§ What you are asked to do:
Go through the records, and copy each line in which the string "bool" is present.

**** Data records

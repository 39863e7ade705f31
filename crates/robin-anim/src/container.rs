//! 动画容器
//!
//! 容器维护 名字 → (ID, 片段) 的映射。ID 在首次注册时顺序分配，
//! **重新定义同名片段会替换内容但保留 ID**：行为层可能已经把 ID
//! 缓存进了消息里。

use std::collections::HashMap;
use std::path::Path;

use serde_json::Value;
use tracing::{debug, info};

use crate::animation::Animation;
use crate::error::AnimError;

/// 动画 ID（顺序分配，进程内稳定）
pub type AnimationId = u32;

/// 名字索引的动画存储
#[derive(Debug, Default)]
pub struct AnimationContainer {
    animations: HashMap<String, (AnimationId, Animation)>,
    next_id: AnimationId,
}

impl AnimationContainer {
    pub fn new() -> Self {
        Self::default()
    }

    /// 注册（或替换）一个动画
    ///
    /// 返回分配的 ID。同名替换保留原 ID。
    pub fn add_animation(&mut self, anim: Animation) -> AnimationId {
        let name = anim.name().to_string();
        if let Some((existing_id, slot)) = self.animations.get_mut(&name) {
            info!(clip = %name, id = *existing_id, "Replacing existing animation");
            *slot = anim;
            *existing_id
        } else {
            let id = self.next_id;
            self.next_id += 1;
            debug!(clip = %name, id, "Adding new animation");
            self.animations.insert(name, (id, anim));
            id
        }
    }

    /// 按名字取动画
    pub fn get(&self, name: &str) -> Result<&Animation, AnimError> {
        self.animations
            .get(name)
            .map(|(_, anim)| anim)
            .ok_or_else(|| AnimError::UnknownClip(name.to_string()))
    }

    /// 按名字取动画（可变，流送端推进游标用）
    pub fn get_mut(&mut self, name: &str) -> Result<&mut Animation, AnimError> {
        self.animations
            .get_mut(name)
            .map(|(_, anim)| anim)
            .ok_or_else(|| AnimError::UnknownClip(name.to_string()))
    }

    /// 名字 → ID
    pub fn id_of(&self, name: &str) -> Option<AnimationId> {
        self.animations.get(name).map(|(id, _)| *id)
    }

    /// ID → 名字（反向查询，诊断用）
    pub fn name_of(&self, id: AnimationId) -> Option<&str> {
        self.animations
            .iter()
            .find(|(_, (existing_id, _))| *existing_id == id)
            .map(|(name, _)| name.as_str())
    }

    pub fn contains(&self, name: &str) -> bool {
        self.animations.contains_key(name)
    }

    pub fn len(&self) -> usize {
        self.animations.len()
    }

    pub fn is_empty(&self) -> bool {
        self.animations.is_empty()
    }

    /// 所有动画名（按名字排序）
    pub fn names(&self) -> Vec<&str> {
        let mut names: Vec<&str> = self.animations.keys().map(String::as_str).collect();
        names.sort_unstable();
        names
    }

    /// 从 JSON 字符串加载：`{ "<clipName>": [ …keyframes… ], … }`
    ///
    /// 返回本次加载的片段数。片段按名字排序后注册，保证 ID 分配
    /// 与文件内容一一对应、与 HashMap 迭代顺序无关。
    pub fn load_json_str(&mut self, json: &str) -> Result<usize, AnimError> {
        let root: Value = serde_json::from_str(json)?;
        let Some(map) = root.as_object() else {
            return Err(AnimError::MissingField {
                clip: "(root)".to_string(),
                index: 0,
                field: "(object of clips)",
            });
        };

        let mut names: Vec<&String> = map.keys().collect();
        names.sort_unstable();

        for name in &names {
            let anim = Animation::from_json_value(name, &map[name.as_str()])?;
            self.add_animation(anim);
        }
        Ok(names.len())
    }

    /// 从单个 JSON 文件加载
    pub fn load_file(&mut self, path: impl AsRef<Path>) -> Result<usize, AnimError> {
        let path = path.as_ref();
        debug!(path = %path.display(), "Loading animation file");
        let json = std::fs::read_to_string(path)?;
        self.load_json_str(&json)
    }

    /// 从目录加载所有 `*.json` 文件
    ///
    /// 文件按文件名排序后依次加载，保证多次启动时 ID 分配一致。
    pub fn load_dir(&mut self, dir: impl AsRef<Path>) -> Result<usize, AnimError> {
        let dir = dir.as_ref();
        let mut paths: Vec<_> = std::fs::read_dir(dir)?
            .filter_map(|entry| entry.ok().map(|e| e.path()))
            .filter(|p| p.extension().is_some_and(|ext| ext == "json"))
            .collect();
        paths.sort();

        let mut total = 0;
        for path in &paths {
            total += self.load_file(path)?;
        }
        info!(dir = %dir.display(), files = paths.len(), clips = total, "Loaded animation directory");
        Ok(total)
    }
}

#[cfg(test)]
mod tests {
    use super::*;
    use std::io::Write;

    const TWO_CLIPS: &str = r#"{
        "anim_blink": [
            {"Name": "ProceduralFaceKeyFrame", "triggerTime_ms": 0,
             "leftEye": {"centerX": 40.0, "centerY": 32.0},
             "rightEye": {"centerX": 88.0, "centerY": 32.0}}
        ],
        "anim_wave": [
            {"Name": "HeadAngleKeyFrame", "triggerTime_ms": 0, "durationTime_ms": 100, "angle_deg": 10}
        ]
    }"#;

    #[test]
    fn test_sequential_id_assignment() {
        let mut container = AnimationContainer::new();
        let loaded = container.load_json_str(TWO_CLIPS).unwrap();
        assert_eq!(loaded, 2);
        // 按名字排序注册：anim_blink = 0, anim_wave = 1
        assert_eq!(container.id_of("anim_blink"), Some(0));
        assert_eq!(container.id_of("anim_wave"), Some(1));
        assert_eq!(container.name_of(1), Some("anim_wave"));
        assert_eq!(container.id_of("anim_missing"), None);
    }

    #[test]
    fn test_replace_keeps_id() {
        let mut container = AnimationContainer::new();
        container.load_json_str(TWO_CLIPS).unwrap();
        let original_id = container.id_of("anim_wave").unwrap();

        // 重新定义 anim_wave，换一个头部角度
        let replacement = r#"{
            "anim_wave": [
                {"Name": "HeadAngleKeyFrame", "triggerTime_ms": 0, "durationTime_ms": 100, "angle_deg": -35}
            ]
        }"#;
        container.load_json_str(replacement).unwrap();

        assert_eq!(container.id_of("anim_wave"), Some(original_id));
        assert_eq!(container.len(), 2);
        let anim = container.get("anim_wave").unwrap();
        assert_eq!(anim.head.current().unwrap().angle_deg, -35);
    }

    #[test]
    fn test_ids_never_reused_after_replace() {
        let mut container = AnimationContainer::new();
        container.load_json_str(TWO_CLIPS).unwrap();
        container.load_json_str(TWO_CLIPS).unwrap(); // 全部替换

        let extra = r#"{"anim_spin": []}"#;
        container.load_json_str(extra).unwrap();
        // 新片段拿到新 ID，而不是复用 0/1
        assert_eq!(container.id_of("anim_spin"), Some(2));
    }

    #[test]
    fn test_get_unknown_clip() {
        let container = AnimationContainer::new();
        assert!(matches!(
            container.get("nope"),
            Err(AnimError::UnknownClip(_))
        ));
    }

    #[test]
    fn test_names_sorted() {
        let mut container = AnimationContainer::new();
        container.load_json_str(TWO_CLIPS).unwrap();
        assert_eq!(container.names(), ["anim_blink", "anim_wave"]);
    }

    #[test]
    fn test_root_must_be_object() {
        let mut container = AnimationContainer::new();
        assert!(container.load_json_str("[1, 2, 3]").is_err());
    }

    #[test]
    fn test_load_dir_sorted_by_filename() {
        let dir = tempfile::tempdir().unwrap();

        let mut f2 = std::fs::File::create(dir.path().join("b_second.json")).unwrap();
        write!(f2, r#"{{"anim_second": []}}"#).unwrap();
        let mut f1 = std::fs::File::create(dir.path().join("a_first.json")).unwrap();
        write!(f1, r#"{{"anim_first": []}}"#).unwrap();
        // 非 json 文件被忽略
        std::fs::File::create(dir.path().join("notes.txt")).unwrap();

        let mut container = AnimationContainer::new();
        let loaded = container.load_dir(dir.path()).unwrap();
        assert_eq!(loaded, 2);
        assert_eq!(container.id_of("anim_first"), Some(0));
        assert_eq!(container.id_of("anim_second"), Some(1));
    }
}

********

§ Answer area:
    pub fn contains(&self, name: &str) -> bool {
    pub fn is_empty(&self) -> bool {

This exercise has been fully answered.